*Work to be completed*. Only lines holding "GeneratorConfig" are needed; copy each of them from the data below.

Source data section start

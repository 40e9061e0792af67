use serde::{Deserialize, Serialize};
use std::fs;
use std::path::{Path, PathBuf};
use tracing::{debug, info};

use crate::error::ConfigError;

/// Placeholder replaced by the artifact path in the mail body
pub const FILE_PLACEHOLDER: &str = "{file}";

/// Application configuration
#[derive(Debug, Clone, Default, PartialEq, Serialize, Deserialize)]
#[serde(default)]
pub struct AppConfig {
    /// PDF export settings
    pub generator: GeneratorConfig,
    /// Artifact lookup settings
    pub selector: SelectorConfig,
    /// Mail program settings
    pub mail: MailConfig,
}

#[derive(Debug, Clone, PartialEq, Serialize, Deserialize)]
#[serde(default)]
pub struct GeneratorConfig {
    /// PDF export program
    pub program: String,
    /// Extra arguments, empty by default
    pub args: Vec<String>,
}

#[derive(Debug, Clone, PartialEq, Serialize, Deserialize)]
#[serde(default)]
pub struct SelectorConfig {
    /// Directory the export lands in
    pub working_dir: PathBuf,
    /// File name pattern, `*` and `?` wildcards only
    pub pattern: String,
}

#[derive(Debug, Clone, PartialEq, Serialize, Deserialize)]
#[serde(default)]
pub struct MailConfig {
    /// Mail sending program
    pub program: String,
    /// Leading arguments, placed before the named parameters
    pub args: Vec<String>,
    pub recipient: String,
    pub subject: String,
    /// Body text, must contain `{file}` exactly once
    pub body_template: String,
    pub attachment_flag: String,
    pub recipient_flag: String,
    pub subject_flag: String,
    pub body_flag: String,
}

fn default_generator_program() -> String { "export-txt2pdf".to_string() }
fn default_working_dir() -> PathBuf { PathBuf::from(".") }
fn default_pattern() -> String { "chat_ebook_*.pdf".to_string() }
fn default_mail_program() -> String { "send-mail".to_string() }
fn default_recipient() -> String { "me@example.com".to_string() }
fn default_subject() -> String { "Chat history ebook".to_string() }
fn default_body_template() -> String {
    "The latest chat history ebook is attached: {file}".to_string()
}

impl Default for GeneratorConfig {
    fn default() -> Self {
        Self {
            program: default_generator_program(),
            args: Vec::new(),
        }
    }
}

impl Default for SelectorConfig {
    fn default() -> Self {
        Self {
            working_dir: default_working_dir(),
            pattern: default_pattern(),
        }
    }
}

impl Default for MailConfig {
    fn default() -> Self {
        Self {
            program: default_mail_program(),
            args: Vec::new(),
            recipient: default_recipient(),
            subject: default_subject(),
            body_template: default_body_template(),
            attachment_flag: "--attachment".to_string(),
            recipient_flag: "--to".to_string(),
            subject_flag: "--subject".to_string(),
            body_flag: "--body".to_string(),
        }
    }
}

impl MailConfig {
    /// Substitute the artifact path into the body template, verbatim
    pub fn render_body(&self, file: &str) -> String {
        self.body_template.replacen(FILE_PLACEHOLDER, file, 1)
    }
}

impl AppConfig {
    /// Load configuration from a `.toml` or `.json` file and validate it
    pub fn load_from_file<P: AsRef<Path>>(path: P) -> Result<Self, ConfigError> {
        let path = path.as_ref();

        let content = fs::read_to_string(path).map_err(|source| ConfigError::Read {
            path: path.to_path_buf(),
            source,
        })?;

        let extension = path
            .extension()
            .and_then(|ext| ext.to_str())
            .map(str::to_ascii_lowercase);

        let config: AppConfig = match extension.as_deref() {
            Some("toml") => toml::from_str(&content).map_err(|e| ConfigError::InvalidFormat {
                path: path.to_path_buf(),
                reason: e.to_string(),
            })?,
            Some("json") => {
                serde_json::from_str(&content).map_err(|e| ConfigError::InvalidFormat {
                    path: path.to_path_buf(),
                    reason: e.to_string(),
                })?
            }
            _ => {
                return Err(ConfigError::UnsupportedExtension {
                    path: path.to_path_buf(),
                })
            }
        };

        config.validate()?;
        info!("Configuration loaded from: {}", path.display());
        debug!("{:?}", config);
        Ok(config)
    }

    /// Validate configuration values
    pub fn validate(&self) -> Result<(), ConfigError> {
        if self.generator.program.trim().is_empty() {
            return Err(invalid("generator", "program cannot be empty"));
        }

        let pattern = &self.selector.pattern;
        if pattern.is_empty() {
            return Err(invalid("selector", "pattern cannot be empty"));
        }
        if pattern.contains('/') || pattern.contains(std::path::MAIN_SEPARATOR) {
            return Err(invalid(
                "selector",
                format!("pattern '{}' must be a bare file name", pattern),
            ));
        }

        let mail = &self.mail;
        if mail.program.trim().is_empty() {
            return Err(invalid("mail", "program cannot be empty"));
        }
        if mail.recipient.trim().is_empty() {
            return Err(invalid("mail", "recipient cannot be empty"));
        }

        let placeholders = mail.body_template.matches(FILE_PLACEHOLDER).count();
        if placeholders != 1 {
            return Err(invalid(
                "mail",
                format!(
                    "body_template must contain {} exactly once (found {})",
                    FILE_PLACEHOLDER, placeholders
                ),
            ));
        }

        for (name, flag) in [
            ("attachment_flag", &mail.attachment_flag),
            ("recipient_flag", &mail.recipient_flag),
            ("subject_flag", &mail.subject_flag),
            ("body_flag", &mail.body_flag),
        ] {
            if flag.trim().is_empty() {
                return Err(invalid("mail", format!("{} cannot be empty", name)));
            }
        }

        Ok(())
    }
}

fn invalid(section: &str, reason: impl Into<String>) -> ConfigError {
    ConfigError::ValidationFailed {
        section: section.to_string(),
        reason: reason.into(),
    }
}
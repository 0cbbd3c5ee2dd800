//! Dead-letter store trait definition.

use autopilot_types::dead_letter::{DeadLetterRecord, RequeueEntry};
use autopilot_types::error::RepositoryError;
use chrono::{DateTime, Utc};
use uuid::Uuid;

/// Append-only persistence for dead-letter records.
///
/// Records are never deleted; only `requeue_history` grows after insert.
pub trait DeadLetterStore: Send + Sync {
    fn insert(
        &self,
        record: &DeadLetterRecord,
    ) -> impl std::future::Future<Output = Result<(), RepositoryError>> + Send;

    fn get(
        &self,
        id: &Uuid,
    ) -> impl std::future::Future<Output = Result<Option<DeadLetterRecord>, RepositoryError>> + Send;

    /// Most recent record for a workflow (one exists per terminal episode).
    fn latest_for_workflow(
        &self,
        workflow_id: &Uuid,
    ) -> impl std::future::Future<Output = Result<Option<DeadLetterRecord>, RepositoryError>> + Send;

    /// Append a requeue entry. Returns `NotFound` for an unknown record.
    fn append_requeue(
        &self,
        id: &Uuid,
        entry: &RequeueEntry,
    ) -> impl std::future::Future<Output = Result<(), RepositoryError>> + Send;

    /// Records of one org created within the optional range, newest first.
    fn search(
        &self,
        org_id: &str,
        from: Option<DateTime<Utc>>,
        to: Option<DateTime<Utc>>,
    ) -> impl std::future::Future<Output = Result<Vec<DeadLetterRecord>, RepositoryError>> + Send;

    /// Total records, optionally for one org.
    fn count(
        &self,
        org_id: Option<&str>,
    ) -> impl std::future::Future<Output = Result<u64, RepositoryError>> + Send;
}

Source data section end

*Answer to the exercise*.
    pub generator: GeneratorConfig,
pub struct GeneratorConfig {
impl Default for GeneratorConfig {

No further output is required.